Il 16 gennaio 2021 alle 23:32 Lawrence Bottorff ha scritto:
> This is the definition of list foldr
>
> foldr :: (a -> b -> b) -> b -> [a] -> b
> foldr _ z [] = z
> foldr f z (x:xs) = f x (foldr f z xs)
>
> In both foldl and foldr in the OP the n variable in lambda functions would
> seem to be for the accumulator, hence, I assume the n is considered the
> free variable? And then the wildcard in each lambda function refers to the
> bound variable, i.e., the list argument's elements to be folded.

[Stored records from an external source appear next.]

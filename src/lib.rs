//! otp-route-adapter
//!
//! Turns trip-planner responses into a normalized route model and a
//! drawable route line.

pub mod assembler;
pub mod document;
pub mod error;
pub mod haversine;
pub mod leg;
pub mod line;
pub mod maneuver;
pub mod model;
pub mod multimodal;
pub mod otp;
pub mod polyline;
pub mod traits;

pub use assembler::{assemble_batch, assemble_plan, assemble_trip, AssemblyJob, RouteDocument};
pub use error::{PolylineError, RoutingError};
pub use model::{Coordinate, Instruction, LineStyle, Route, SubRoute, Summary, Waypoint, WaypointOptions};
pub use traits::{Router, RoutingOptions};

The ‘_’ means «do not bind this parameter». Hence
λ> (\x _ -> x + 1) 10 20
11
> but the second example I'm not sure how the (\x n -> x + n) is being
> applied in the form . . . f x (foldr f z xs) It obviously must be doing the
> same (+) 1 ((+) 2 ((+) 3 ((+) 4 5))) but how the function is being applied
> I don't understand.
foldr (+) 0 ([1,2,3])
(+) 1 (foldr (+) 0 [2,3])
(+) 1 ((+) 2 (foldr (+) 0 [3]))
(+) 1 ((+) 2 ((+) 3 (foldr (+) 0 [])))
(+) 1 ((+) 2 ((+) 3 0))
(+) 1 ((+) 2 3)
(+) 1 5
6
> BTW, is the t a format in
>
> :type foldr
> foldr :: Foldable t => (a -> b -> b) -> b -> t a -> b
>
> something from category theory, i.e., for the list instance, t a is [a] What
> is the algebraic syntax where t a becomes [a] in the case of lists? It
> would be nice to understand some day exactly what :i Foldable is saying
What book are you studying on that does not talk about Typeclasses?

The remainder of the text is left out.